> _Problem details_
Please return the full listing below without altering anything.
** Opening Source material block **
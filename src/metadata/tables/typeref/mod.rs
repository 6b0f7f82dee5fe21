//! `TypeRef` table (0x01): references to types defined in other scopes.
//!
//! ## Table Structure
//!
//! - **ResolutionScope** (`ResolutionScope` coded index): `Module`, `ModuleRef`, `AssemblyRef`
//!   or, for nested types, the `TypeRef` of the enclosing type
//! - **TypeName** (string heap index)
//! - **TypeNamespace** (string heap index)
//!
//! New references are created with [`TypeRef::new`] and have to be registered with
//! [`crate::ModuleDef::add_type_ref`] before they can be written.

use crossbeam_skiplist::SkipMap;
use std::sync::Arc;

use crate::metadata::token::Token;

mod owned;
mod raw;

pub use owned::*;
pub use raw::*;

/// A map that holds the mapping of Token to materialized `TypeRef`
pub type TypeRefMap = SkipMap<Token, TypeRefRc>;
/// A vector that holds user created `TypeRef` rows
pub type TypeRefList = Arc<boxcar::Vec<TypeRefRc>>;
/// A reference to a `TypeRef`
pub type TypeRefRc = Arc<TypeRef>;
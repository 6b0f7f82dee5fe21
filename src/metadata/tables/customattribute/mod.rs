//! `CustomAttribute` table (0x0C): attributes attached to metadata rows.
//!
//! ## Table Structure
//!
//! - **Parent** (`HasCustomAttribute` coded index): the decorated row, the sort key
//! - **Type** (`CustomAttributeType` coded index): the attribute constructor
//! - **Value** (Blob heap index): the encoded constructor arguments
//!
//! The value blob is kept as is, decoding of attribute arguments is left to the caller.

use crossbeam_skiplist::SkipMap;
use std::sync::Arc;

use crate::metadata::token::Token;

mod owned;
mod raw;

pub use owned::*;
pub use raw::*;

/// A map that holds the mapping of Token to materialized `CustomAttribute`
pub type CustomAttributeMap = SkipMap<Token, CustomAttributeRc>;
/// A reference to a `CustomAttribute`
pub type CustomAttributeRc = Arc<CustomAttribute>;
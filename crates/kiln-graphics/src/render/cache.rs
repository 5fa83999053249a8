use crate::driver::Handle;
use crate::render::Vertex;
use crate::state::{BlendMode, CoordinateType, StencilMode};

/// Vertex attribute locations of the program last applied.
#[derive(Debug, Copy, Clone, Default, Eq, PartialEq)]
pub(crate) struct AttribLocations {
    pub position: Option<u32>,
    pub color: Option<u32>,
    pub tex_coords: Option<u32>,
}

impl AttribLocations {
    pub fn iter(self) -> impl Iterator<Item = u32> {
        [self.position, self.color, self.tex_coords].into_iter().flatten()
    }
}

/// Driver state a render target last applied, used to skip redundant calls.
///
/// While `enable` is false nothing here is trusted and every state-setting
/// step re-applies unconditionally.
#[derive(Debug)]
pub(crate) struct DrawStateCache {
    /// Cache contents reflect the driver.
    pub enable: bool,
    /// `reset_gl_states` has run since the target became active in a context.
    pub gl_states_set: bool,
    pub view_changed: bool,
    pub scissor_enabled: bool,
    pub stencil_enabled: bool,
    pub last_blend_mode: BlendMode,
    pub last_stencil_mode: StencilMode,
    /// Texture cache id, `0` for none.
    pub last_texture_id: u64,
    pub last_coordinate_type: CoordinateType,
    /// Program handle, `0` for none.
    pub last_shader_id: Handle,
    pub attribs: AttribLocations,
    /// The last draw uploaded pre-transformed vertices.
    pub use_vertex_cache: bool,
    pub tex_coords_array_enabled: bool,
    /// Pre-transform scratch space, `vertex_cache_capacity` long.
    pub vertex_cache: Vec<Vertex>,
    pub vertex_buffer: Handle,
    pub vertex_array: Handle,
}

impl DrawStateCache {
    pub fn new(vertex_cache_capacity: usize) -> Self {
        Self {
            enable: false,
            gl_states_set: false,
            view_changed: true,
            scissor_enabled: false,
            stencil_enabled: false,
            last_blend_mode: BlendMode::default(),
            last_stencil_mode: StencilMode::default(),
            last_texture_id: 0,
            last_coordinate_type: CoordinateType::default(),
            last_shader_id: 0,
            attribs: AttribLocations::default(),
            use_vertex_cache: false,
            tex_coords_array_enabled: false,
            vertex_cache: vec![Vertex::default(); vertex_cache_capacity],
            vertex_buffer: 0,
            vertex_array: 0,
        }
    }

    #[inline]
    pub fn vertex_cache_capacity(&self) -> usize {
        self.vertex_cache.len()
    }
}
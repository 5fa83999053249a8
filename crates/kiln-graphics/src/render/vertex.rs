use bytemuck::{Pod, Zeroable};

use crate::coords::Vec2;
use crate::paint::Color;

/// Vertex as uploaded to the driver.
///
/// Layout (stride 20 bytes):
/// - `position`: 2×f32 at offset 0
/// - `color`: 4×u8 at offset 8, normalized to `[0, 1]` by the driver
/// - `tex_coords`: 2×f32 at offset 12
#[repr(C)]
#[derive(Debug, Copy, Clone, Default, PartialEq, Pod, Zeroable)]
pub struct Vertex {
    pub position: Vec2,
    pub color: Color,
    pub tex_coords: Vec2,
}

impl Vertex {
    pub const STRIDE: i32 = std::mem::size_of::<Vertex>() as i32;
    pub const POSITION_OFFSET: i32 = 0;
    pub const COLOR_OFFSET: i32 = 8;
    pub const TEX_COORDS_OFFSET: i32 = 12;

    #[inline]
    pub const fn new(position: Vec2, color: Color, tex_coords: Vec2) -> Self {
        Self {
            position,
            color,
            tex_coords,
        }
    }

    /// White vertex without texture coordinates.
    #[inline]
    pub const fn at(position: Vec2) -> Self {
        Self::new(position, Color::WHITE, Vec2::new(0.0, 0.0))
    }

    #[inline]
    pub const fn colored(position: Vec2, color: Color) -> Self {
        Self::new(position, color, Vec2::new(0.0, 0.0))
    }
}

/// How a vertex sequence is assembled into primitives.
#[derive(Debug, Copy, Clone, Default, Eq, PartialEq, Hash)]
pub enum PrimitiveType {
    Points,
    Lines,
    LineStrip,
    #[default]
    Triangles,
    TriangleStrip,
    TriangleFan,
}
use crate::state::RenderStates;

use super::RenderTarget;

/// Something that knows how to draw itself into a render target.
///
/// Implementors usually combine `states` with their own transform or
/// texture and forward to [`RenderTarget::draw_vertices`] or
/// [`RenderTarget::draw_buffer`].
pub trait Drawable {
    fn draw(&self, target: &mut RenderTarget, states: &RenderStates);
}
** Closing Source material block **
> _Expected answer_
filename src/metadata/tables/typeref/mod.rs
repository 6b0f7f82dee5fe21
//! `TypeRef` table (0x01): references to types defined in other scopes.
//!
//! ## Table Structure
//!
//! - **ResolutionScope** (`ResolutionScope` coded index): `Module`, `ModuleRef`, `AssemblyRef`
//!   or, for nested types, the `TypeRef` of the enclosing type
//! - **TypeName** (string heap index)
//! - **TypeNamespace** (string heap index)
//!
//! New references are created with [`TypeRef::new`] and have to be registered with
//! [`crate::ModuleDef::add_type_ref`] before they can be written.

use crossbeam_skiplist::SkipMap;
use std::sync::Arc;

use crate::metadata::token::Token;

mod owned;
mod raw;

pub use owned::*;
pub use raw::*;

/// A map that holds the mapping of Token to materialized `TypeRef`
pub type TypeRefMap = SkipMap<Token, TypeRefRc>;
/// A vector that holds user created `TypeRef` rows
pub type TypeRefList = Arc<boxcar::Vec<TypeRefRc>>;
/// A reference to a `TypeRef`
pub type TypeRefRc = Arc<TypeRef>;
repository 6b0f7f82dee5fe21
filename src/metadata/tables/customattribute/mod.rs
//! `CustomAttribute` table (0x0C): attributes attached to metadata rows.
//!
//! ## Table Structure
//!
//! - **Parent** (`HasCustomAttribute` coded index): the decorated row, the sort key
//! - **Type** (`CustomAttributeType` coded index): the attribute constructor
//! - **Value** (Blob heap index): the encoded constructor arguments
//!
//! The value blob is kept as is, decoding of attribute arguments is left to the caller.

use crossbeam_skiplist::SkipMap;
use std::sync::Arc;

use crate::metadata::token::Token;

mod owned;
mod raw;

pub use owned::*;
pub use raw::*;

/// A map that holds the mapping of Token to materialized `CustomAttribute`
pub type CustomAttributeMap = SkipMap<Token, CustomAttributeRc>;
/// A reference to a `CustomAttribute`
pub type CustomAttributeRc = Arc<CustomAttribute>;
filename crates/kiln-graphics/src/render/cache.rs
repository 5fa83999053249a8
use crate::driver::Handle;
use crate::render::Vertex;
use crate::state::{BlendMode, CoordinateType, StencilMode};

/// Vertex attribute locations of the program last applied.
#[derive(Debug, Copy, Clone, Default, Eq, PartialEq)]
pub(crate) struct AttribLocations {
    pub position: Option<u32>,
    pub color: Option<u32>,
    pub tex_coords: Option<u32>,
}

impl AttribLocations {
    pub fn iter(self) -> impl Iterator<Item = u32> {
        [self.position, self.color, self.tex_coords].into_iter().flatten()
    }
}

/// Driver state a render target last applied, used to skip redundant calls.
///
/// While `enable` is false nothing here is trusted and every state-setting
/// step re-applies unconditionally.
#[derive(Debug)]
pub(crate) struct DrawStateCache {
    /// Cache contents reflect the driver.
    pub enable: bool,
    /// `reset_gl_states` has run since the target became active in a context.
    pub gl_states_set: bool,
    pub view_changed: bool,
    pub scissor_enabled: bool,
    pub stencil_enabled: bool,
    pub last_blend_mode: BlendMode,
    pub last_stencil_mode: StencilMode,
    /// Texture cache id, `0` for none.
    pub last_texture_id: u64,
    pub last_coordinate_type: CoordinateType,
    /// Program handle, `0` for none.
    pub last_shader_id: Handle,
    pub attribs: AttribLocations,
    /// The last draw uploaded pre-transformed vertices.
    pub use_vertex_cache: bool,
    pub tex_coords_array_enabled: bool,
    /// Pre-transform scratch space, `vertex_cache_capacity` long.
    pub vertex_cache: Vec<Vertex>,
    pub vertex_buffer: Handle,
    pub vertex_array: Handle,
}

impl DrawStateCache {
    pub fn new(vertex_cache_capacity: usize) -> Self {
        Self {
            enable: false,
            gl_states_set: false,
            view_changed: true,
            scissor_enabled: false,
            stencil_enabled: false,
            last_blend_mode: BlendMode::default(),
            last_stencil_mode: StencilMode::default(),
            last_texture_id: 0,
            last_coordinate_type: CoordinateType::default(),
            last_shader_id: 0,
            attribs: AttribLocations::default(),
            use_vertex_cache: false,
            tex_coords_array_enabled: false,
            vertex_cache: vec![Vertex::default(); vertex_cache_capacity],
            vertex_buffer: 0,
            vertex_array: 0,
        }
    }

    #[inline]
    pub fn vertex_cache_capacity(&self) -> usize {
        self.vertex_cache.len()
    }
}
repository 5fa83999053249a8
filename crates/kiln-graphics/src/render/vertex.rs
use bytemuck::{Pod, Zeroable};

use crate::coords::Vec2;
use crate::paint::Color;

/// Vertex as uploaded to the driver.
///
/// Layout (stride 20 bytes):
/// - `position`: 2×f32 at offset 0
/// - `color`: 4×u8 at offset 8, normalized to `[0, 1]` by the driver
/// - `tex_coords`: 2×f32 at offset 12
#[repr(C)]
#[derive(Debug, Copy, Clone, Default, PartialEq, Pod, Zeroable)]
pub struct Vertex {
    pub position: Vec2,
    pub color: Color,
    pub tex_coords: Vec2,
}

impl Vertex {
    pub const STRIDE: i32 = std::mem::size_of::<Vertex>() as i32;
    pub const POSITION_OFFSET: i32 = 0;
    pub const COLOR_OFFSET: i32 = 8;
    pub const TEX_COORDS_OFFSET: i32 = 12;

    #[inline]
    pub const fn new(position: Vec2, color: Color, tex_coords: Vec2) -> Self {
        Self {
            position,
            color,
            tex_coords,
        }
    }

    /// White vertex without texture coordinates.
    #[inline]
    pub const fn at(position: Vec2) -> Self {
        Self::new(position, Color::WHITE, Vec2::new(0.0, 0.0))
    }

    #[inline]
    pub const fn colored(position: Vec2, color: Color) -> Self {
        Self::new(position, color, Vec2::new(0.0, 0.0))
    }
}

/// How a vertex sequence is assembled into primitives.
#[derive(Debug, Copy, Clone, Default, Eq, PartialEq, Hash)]
pub enum PrimitiveType {
    Points,
    Lines,
    LineStrip,
    #[default]
    Triangles,
    TriangleStrip,
    TriangleFan,
}
use crate::state::RenderStates;

use super::RenderTarget;

/// Something that knows how to draw itself into a render target.
///
/// Implementors usually combine `states` with their own transform or
/// texture and forward to [`RenderTarget::draw_vertices`] or
/// [`RenderTarget::draw_buffer`].
pub trait Drawable {
    fn draw(&self, target: &mut RenderTarget, states: &RenderStates);
}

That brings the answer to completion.